Luigi "Gigi" Dall'Igna (born 12 July 1966 in Thiene) is an Italian mechanical engineer. He is the general manager of Ducati Corse, a racing division of Italian motorcycle brand Ducati. Luigi was technical director of the racing department for Aprilia of Piaggio Group. He is known for inventing level control, wings, frenetic technological development in modern MotoGP era.

==Personal life==
Luigi Dall'Igna was born in Thiene, around 75 kilometres (47 mi) west of Venice, Italy. Gigi (a big fan of Galileo) did his degree in mechanical engineering at Padua University (founded in 1222) in 1991, where Galileo studied in the 16th century.

==Career==
===Aprilia (1992-2013)===
After earning a college degree, he started to work in the car industry in a company that dealt with sports prototypes, while being there he wrote his thesis on carbon monocoque chassis. As the sport program of that company came to an end, and wanting to stay at least two years in racing, he moved to the Aprilia in Noale, Italy.
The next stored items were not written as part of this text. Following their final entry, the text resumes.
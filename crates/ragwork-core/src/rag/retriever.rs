//! Query-time retrieval over stored chunks

use tracing::debug;

use super::similarity::{ScoredChunk, top_k};
use crate::error::Result;
use crate::llm::Embedder;
use crate::storage::{Database, DocumentRepository};

/// Embeds a query and ranks every stored chunk against it
pub struct Retriever<E> {
    db: Database,
    embedder: E,
}

impl<E: Embedder> Retriever<E> {
    pub fn new(db: Database, embedder: E) -> Self {
        Self { db, embedder }
    }

    pub fn database(&self) -> &Database {
        &self.db
    }

    /// Top `k` chunks by cosine similarity, best first
    pub async fn retrieve(&self, query: &str, k: usize) -> Result<Vec<ScoredChunk>> {
        let query_vector = self.embedder.embed(query).await?;
        let candidates = DocumentRepository::new(&self.db).stored_chunks().await?;

        debug!(
            candidates = candidates.len(),
            dimensions = query_vector.len(),
            k = k,
            "Scoring stored chunks"
        );

        Ok(top_k(&query_vector, &candidates, k))
    }
}
//! CLI integration tests for ragwork
//!
//! Tests the ragwork CLI commands end-to-end using assert_cmd. Every command
//! runs in its own temp dir with credentials removed from the environment.

use assert_cmd::Command;
use predicates::prelude::*;
use tempfile::TempDir;

const CREDENTIAL_VARS: [&str; 5] = [
    "OPENAI_API_KEY",
    "DATABASE_URL",
    "NEO4J_URI",
    "NEO4J_USER",
    "NEO4J_PASSWORD",
];

/// Helper to create a command isolated from the caller's config and credentials
#[allow(deprecated)]
fn ragwork_cmd(dir: &TempDir) -> Command {
    let mut cmd = Command::cargo_bin("ragwork").unwrap();
    cmd.current_dir(dir.path());
    cmd.env("RAGWORK_CONFIG_DIR", dir.path().join("config"));
    for var in CREDENTIAL_VARS {
        cmd.env_remove(var);
    }
    cmd
}

fn sqlite_url(dir: &TempDir) -> String {
    format!("sqlite://{}", dir.path().join("ragwork.db").display())
}

#[test]
fn test_help_lists_commands() {
    let dir = TempDir::new().unwrap();
    ragwork_cmd(&dir)
        .arg("--help")
        .assert()
        .success()
        .stdout(predicate::str::contains("ingest"))
        .stdout(predicate::str::contains("ask"))
        .stdout(predicate::str::contains("tools"))
        .stdout(predicate::str::contains("graph"));
}

#[test]
fn test_config_path_uses_override_dir() {
    let dir = TempDir::new().unwrap();
    ragwork_cmd(&dir)
        .args(["config", "path"])
        .assert()
        .success()
        .stdout(predicate::str::contains("config.toml"));
}

#[test]
fn test_config_list_shows_defaults() {
    let dir = TempDir::new().unwrap();
    ragwork_cmd(&dir)
        .args(["config", "list"])
        .assert()
        .success()
        .stdout(predicate::str::contains("retrieval.top_k = 3"))
        .stdout(predicate::str::contains("ingest.chunk_size"));
}

#[test]
fn test_config_set_then_get() {
    let dir = TempDir::new().unwrap();
    ragwork_cmd(&dir)
        .args(["config", "set", "retrieval.top_k", "5"])
        .assert()
        .success()
        .stdout(predicate::str::contains("Set retrieval.top_k = 5"));

    ragwork_cmd(&dir)
        .args(["config", "get", "retrieval.top_k"])
        .assert()
        .success()
        .stdout(predicate::str::diff("5\n"));

    assert!(dir.path().join("config").join("config.toml").exists());
}

#[test]
fn test_config_set_rejects_bad_values() {
    let dir = TempDir::new().unwrap();
    ragwork_cmd(&dir)
        .args(["config", "set", "retrieval.top_k", "many"])
        .assert()
        .failure();

    ragwork_cmd(&dir)
        .args(["config", "get", "no.such.key"])
        .assert()
        .failure()
        .stderr(predicate::str::contains("Unknown configuration key"));
}

#[test]
fn test_ask_without_api_key_names_the_variable() {
    let dir = TempDir::new().unwrap();
    ragwork_cmd(&dir)
        .args(["ask", "Who is Thor?"])
        .assert()
        .failure()
        .stderr(predicate::str::contains("OPENAI_API_KEY"));
}

#[test]
fn test_retrieve_without_database_url_names_the_variable() {
    let dir = TempDir::new().unwrap();
    ragwork_cmd(&dir)
        .env("OPENAI_API_KEY", "sk-test")
        .args(["retrieve", "Wolverine"])
        .assert()
        .failure()
        .stderr(predicate::str::contains("DATABASE_URL"));
}

#[test]
fn test_retrieve_rejects_zero_k() {
    let dir = TempDir::new().unwrap();
    ragwork_cmd(&dir)
        .args(["retrieve", "Wolverine", "-k", "0"])
        .assert()
        .failure()
        .stderr(predicate::str::contains("k must be at least 1"));
}

#[test]
fn test_schema_init_and_status() {
    let dir = TempDir::new().unwrap();
    let url = sqlite_url(&dir);

    ragwork_cmd(&dir)
        .env("DATABASE_URL", &url)
        .args(["schema", "init"])
        .assert()
        .success()
        .stdout(predicate::str::contains("Schema ready (v1)"));

    ragwork_cmd(&dir)
        .env("DATABASE_URL", &url)
        .args(["schema", "status"])
        .assert()
        .success()
        .stdout(predicate::str::contains("Documents: 0"))
        .stdout(predicate::str::contains("Chunks: 0"));

    assert!(dir.path().join("ragwork.db").exists());
}

#[test]
fn test_schema_without_database_url_fails() {
    let dir = TempDir::new().unwrap();
    ragwork_cmd(&dir)
        .args(["schema", "status"])
        .assert()
        .failure()
        .stderr(predicate::str::contains("DATABASE_URL"));
}

#[test]
fn test_tools_list_needs_no_credentials() {
    let dir = TempDir::new().unwrap();
    ragwork_cmd(&dir)
        .args(["tools", "list"])
        .assert()
        .success()
        .stdout(predicate::str::contains("retrieve_mission_intel"))
        .stdout(predicate::str::contains("get_available_heroes"))
        .stdout(predicate::str::contains("get_heroes_by_specialty"));
}

#[test]
fn test_graph_search_tool_needs_neo4j() {
    let dir = TempDir::new().unwrap();
    ragwork_cmd(&dir)
        .args(["tools", "list"])
        .assert()
        .success()
        .stdout(predicate::str::contains("search_knowledge_graph").not());

    ragwork_cmd(&dir)
        .args([
            "tools",
            "call",
            "search_knowledge_graph",
            "--args",
            r#"{"query": "Captain America"}"#,
        ])
        .assert()
        .failure()
        .stderr(predicate::str::contains("NEO4J_URI"));
}

#[test]
fn test_tools_call_available_heroes() {
    let dir = TempDir::new().unwrap();
    let output = ragwork_cmd(&dir)
        .args(["tools", "call", "get_available_heroes"])
        .assert()
        .success()
        .get_output()
        .stdout
        .clone();

    let heroes: serde_json::Value = serde_json::from_slice(&output).unwrap();
    let names: Vec<&str> = heroes
        .as_array()
        .unwrap()
        .iter()
        .map(|h| h["name"].as_str().unwrap())
        .collect();
    assert_eq!(names, vec!["Iron Man", "Captain America", "Black Widow"]);
}

#[test]
fn test_tools_call_by_specialty() {
    let dir = TempDir::new().unwrap();
    ragwork_cmd(&dir)
        .args([
            "tools",
            "call",
            "get_heroes_by_specialty",
            "--args",
            r#"{"specialty": "heavy_combat"}"#,
        ])
        .assert()
        .success()
        .stdout(predicate::str::contains("Thor"))
        .stdout(predicate::str::contains("Hulk"))
        .stdout(predicate::str::contains("Iron Man").not());
}

#[test]
fn test_tools_call_unknown_tool_fails() {
    let dir = TempDir::new().unwrap();
    ragwork_cmd(&dir)
        .args(["tools", "call", "launch_quinjet"])
        .assert()
        .failure()
        .stderr(predicate::str::contains("launch_quinjet"));
}

#[test]
fn test_tools_call_retrieval_needs_api_key() {
    let dir = TempDir::new().unwrap();
    ragwork_cmd(&dir)
        .args([
            "tools",
            "call",
            "retrieve_mission_intel",
            "--args",
            r#"{"query": "Wolverine"}"#,
        ])
        .assert()
        .failure()
        .stderr(predicate::str::contains("OPENAI_API_KEY"));
}

#[test]
fn test_heroes_by_specialty() {
    let dir = TempDir::new().unwrap();
    ragwork_cmd(&dir)
        .args(["heroes", "--specialty", "stealth"])
        .assert()
        .success()
        .stdout(predicate::str::contains("Black Widow"))
        .stdout(predicate::str::contains("Thor").not());
}

#[test]
fn test_heroes_json() {
    let dir = TempDir::new().unwrap();
    let output = ragwork_cmd(&dir)
        .args(["heroes", "--format", "json"])
        .assert()
        .success()
        .get_output()
        .stdout
        .clone();

    let heroes: serde_json::Value = serde_json::from_slice(&output).unwrap();
    assert_eq!(heroes.as_array().unwrap().len(), 5);
}

#[test]
fn test_graph_without_neo4j_vars_fails() {
    let dir = TempDir::new().unwrap();
    ragwork_cmd(&dir)
        .args(["graph", "search", "Iron Man"])
        .assert()
        .failure()
        .stderr(predicate::str::contains("NEO4J_URI"));
}

#[test]
fn test_doctor_reports_missing_credentials() {
    let dir = TempDir::new().unwrap();
    ragwork_cmd(&dir)
        .arg("doctor")
        .assert()
        .success()
        .stdout(predicate::str::contains("API Key: Not configured"))
        .stdout(predicate::str::contains("Some checks failed"));
}
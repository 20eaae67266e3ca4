//! OpenAI-compatible LLM client implementation
//!
//! Provides an async HTTP client for:
//! - Chat completions (the generation step of the pipeline)
//! - Embeddings (one text per request, as ingestion and retrieval use them)
//!
//! Requests are sent once; failures are reported to the caller, which decides
//! whether to skip (ingestion) or substitute a placeholder (generation).

use std::time::Duration;

use async_trait::async_trait;
use reqwest::Client as HttpClient;
use tracing::debug;

use crate::config::LlmConfig;
use crate::error::{Error, Result};

use super::types::{
    ChatRequest, ChatResponse, Embedding, EmbeddingRequest, EmbeddingResponse, LlmResponse,
    Message,
};
use super::{ChatModel, Embedder};

/// LLM client
///
/// Cheap to clone; the underlying HTTP connection pool is shared.
#[derive(Clone)]
pub struct LlmClient {
    /// HTTP client for making requests
    http_client: HttpClient,
    /// LLM configuration (models, base URL, timeout)
    config: LlmConfig,
    /// API key for authentication
    api_key: String,
    /// Base URL for the API, without trailing slash
    base_url: String,
}

impl std::fmt::Debug for LlmClient {
    fn fmt(&self, f: &mut std::fmt::Formatter<'_>) -> std::fmt::Result {
        f.debug_struct("LlmClient")
            .field("base_url", &self.base_url)
            .field("chat_model", &self.config.chat_model)
            .field("embedding_model", &self.config.embedding_model)
            .finish()
    }
}

/// Builder for creating an LlmClient
#[derive(Default)]
pub struct LlmClientBuilder {
    config: Option<LlmConfig>,
    api_key: Option<String>,
    base_url: Option<String>,
    timeout_secs: Option<u64>,
}

impl LlmClientBuilder {
    /// Create a new builder
    pub fn new() -> Self {
        Self::default()
    }

    /// Set the LLM configuration
    pub fn config(mut self, config: LlmConfig) -> Self {
        self.config = Some(config);
        self
    }

    /// Set the API key
    pub fn api_key(mut self, api_key: impl Into<String>) -> Self {
        self.api_key = Some(api_key.into());
        self
    }

    /// Set the base URL (defaults to the configured one)
    pub fn base_url(mut self, url: impl Into<String>) -> Self {
        self.base_url = Some(url.into());
        self
    }

    /// Set the request timeout
    pub fn timeout_secs(mut self, secs: u64) -> Self {
        self.timeout_secs = Some(secs);
        self
    }

    /// Build the LlmClient
    pub fn build(self) -> Result<LlmClient> {
        let config = self.config.unwrap_or_default();
        let api_key = self
            .api_key
            .filter(|key| !key.trim().is_empty())
            .ok_or_else(|| Error::LlmError("API key is required".to_string()))?;

        let timeout_secs = self.timeout_secs.unwrap_or(config.timeout_secs);

        let http_client = HttpClient::builder()
            .timeout(Duration::from_secs(timeout_secs))
            .build()
            .map_err(Error::NetworkError)?;

        let base_url = self
            .base_url
            .unwrap_or_else(|| config.base_url.clone())
            .trim_end_matches('/')
            .to_string();

        Ok(LlmClient {
            http_client,
            config,
            api_key,
            base_url,
        })
    }
}

impl LlmClient {
    /// Create a new LlmClient with the given configuration and API key
    pub fn new(config: LlmConfig, api_key: impl Into<String>) -> Result<Self> {
        LlmClientBuilder::new().config(config).api_key(api_key).build()
    }

    /// Create a new builder for LlmClient
    pub fn builder() -> LlmClientBuilder {
        LlmClientBuilder::new()
    }

    /// Model used for chat completions
    pub fn chat_model(&self) -> &str {
        &self.config.chat_model
    }

    /// Model used for embeddings
    pub fn embedding_model(&self) -> &str {
        &self.config.embedding_model
    }

    /// Make a chat completion request with the configured chat model
    pub async fn complete(&self, messages: Vec<Message>) -> Result<LlmResponse> {
        let request = ChatRequest::new(&self.config.chat_model, messages);
        let url = format!("{}/chat/completions", self.base_url);

        debug!(
            model = %request.model,
            messages = request.messages.len(),
            "Sending chat completion request"
        );

        let response = self
            .http_client
            .post(&url)
            .bearer_auth(&self.api_key)
            .json(&request)
            .send()
            .await
            .map_err(Error::NetworkError)?;

        let status = response.status();
        if !status.is_success() {
            return handle_error_response(status, response).await;
        }

        let chat_response: ChatResponse = response
            .json()
            .await
            .map_err(|e| Error::LlmError(format!("Failed to parse response: {}", e)))?;

        LlmResponse::from_chat_response(chat_response)
            .ok_or_else(|| Error::LlmError("Empty response from API".to_string()))
    }

    /// Generate an embedding for a single text with the configured model
    pub async fn embed(&self, text: &str) -> Result<Embedding> {
        let request = EmbeddingRequest::new(&self.config.embedding_model, text);
        let url = format!("{}/embeddings", self.base_url);

        debug!(model = %request.model, chars = text.len(), "Sending embedding request");

        let response = self
            .http_client
            .post(&url)
            .bearer_auth(&self.api_key)
            .json(&request)
            .send()
            .await
            .map_err(Error::NetworkError)?;

        let status = response.status();
        if !status.is_success() {
            return handle_error_response(status, response).await;
        }

        let embedding_response: EmbeddingResponse = response
            .json()
            .await
            .map_err(|e| Error::EmbeddingFailed(format!("Failed to parse response: {}", e)))?;

        let tokens_used = embedding_response
            .usage
            .as_ref()
            .map(|u| u.prompt_tokens)
            .unwrap_or(0);

        let data = embedding_response
            .data
            .into_iter()
            .next()
            .ok_or_else(|| Error::EmbeddingFailed("Empty embedding response".to_string()))?;

        Ok(Embedding {
            vector: data.embedding,
            model: embedding_response.model,
            tokens_used,
        })
    }
}

#[async_trait]
impl Embedder for LlmClient {
    async fn embed(&self, text: &str) -> Result<Vec<f32>> {
        LlmClient::embed(self, text).await.map(|e| e.vector)
    }
}

#[async_trait]
impl ChatModel for LlmClient {
    async fn chat(&self, messages: Vec<Message>) -> Result<String> {
        self.complete(messages).await.map(|r| r.content)
    }
}

/// Map a non-success HTTP response to an error
async fn handle_error_response<T>(
    status: reqwest::StatusCode,
    response: reqwest::Response,
) -> Result<T> {
    let header_retry = retry_after_header(response.headers());
    let body = response.text().await.unwrap_or_default();

    match status.as_u16() {
        401 => Err(Error::LlmError(
            "Unauthorized: Invalid API key. Set the OPENAI_API_KEY environment variable."
                .to_string(),
        )),
        429 => Err(Error::RateLimited(
            header_retry
                .or_else(|| extract_retry_after(&body))
                .unwrap_or(60),
        )),
        400 => Err(Error::LlmError(format!("Bad request: {}", body))),
        403 => Err(Error::LlmError(format!("Forbidden: {}", body))),
        404 => Err(Error::LlmError(format!(
            "Model not found or endpoint unavailable: {}",
            body
        ))),
        500..=599 => Err(Error::LlmError(format!("Server error ({}): {}", status, body))),
        _ => Err(Error::LlmError(format!("HTTP error {}: {}", status, body))),
    }
}

/// Whole seconds from a `Retry-After` header; HTTP-date values are ignored
fn retry_after_header(headers: &reqwest::header::HeaderMap) -> Option<u64> {
    headers
        .get(reqwest::header::RETRY_AFTER)?
        .to_str()
        .ok()?
        .trim()
        .parse()
        .ok()
}

/// Extract retry-after value from error response
fn extract_retry_after(body: &str) -> Option<u64> {
    let json = serde_json::from_str::<serde_json::Value>(body).ok()?;
    json.get("retry_after")
        .or_else(|| json.get("error").and_then(|e| e.get("retry_after")))
        .and_then(|v| v.as_u64())
}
===Ducati (2013-present)===
Gigi is considered a mastermind who changed the modern MotoGP who joined Ducati at the end 2013 season on 11 November 2013.

====2014====
After the lifetime with Aprilia, the work of Luigi in SBK and MotoGP with ART didn't go unnoticed. Ducati decided to hire Luigi from the end of 2013 which could succeed Ducati. Luigi, however, decided not to overhaul the GP14 as it takes time to overhaul.

====2015====
The first real radical changes came in 2015, with a bike that has nothing common to previous version. The engine was completely redesigned, positioned differently in the frame, which helped to address the lack of speed mid-corner. From mid-season onward the "wings", fin shaped aerodynamic parts, were added to the nose of GP15, which will in future change the modern MotoGP.

====2016====
With the win at Red Bull Ring in 2016, that suited the GP16 characteristics and then Sepang Malaysia, it was enough for Gigi to secure two more years contract with Ducati. And this improvement was enough for Jorge Lorenzo, then five times world champion to sign with Ducati for 2017.

====2017====
The new technical regulations in 2017, which limited the aerodynamics, didn't dampened Dall'Igna. Then appears infamous Hammerhead shark-shaped mose on the windshield debuting in Brno and Salad Box beneath the tail unit of GP17, a mysterious black box, which many believed to be a mass damper, and inertia damper which oscillates to balance front and rear axles through its weight.

====2018====
Aerodynamics development has continued in 2018, but it was in chassis in which Dall'Igna found something which solved the age old Ducati problem, mid-corner speed. Andrea Dovizioso confirmed the progress, the GP18 was clearly the best bike on grid but it was Marc Márquez who eluded Ducati.

====2019====
When in 2019 people though aerodynamics has reached its peak, Dall'Igna shocked everyone by introducing wings on rear end of the bike, seemingly to increase the rear grip of bike.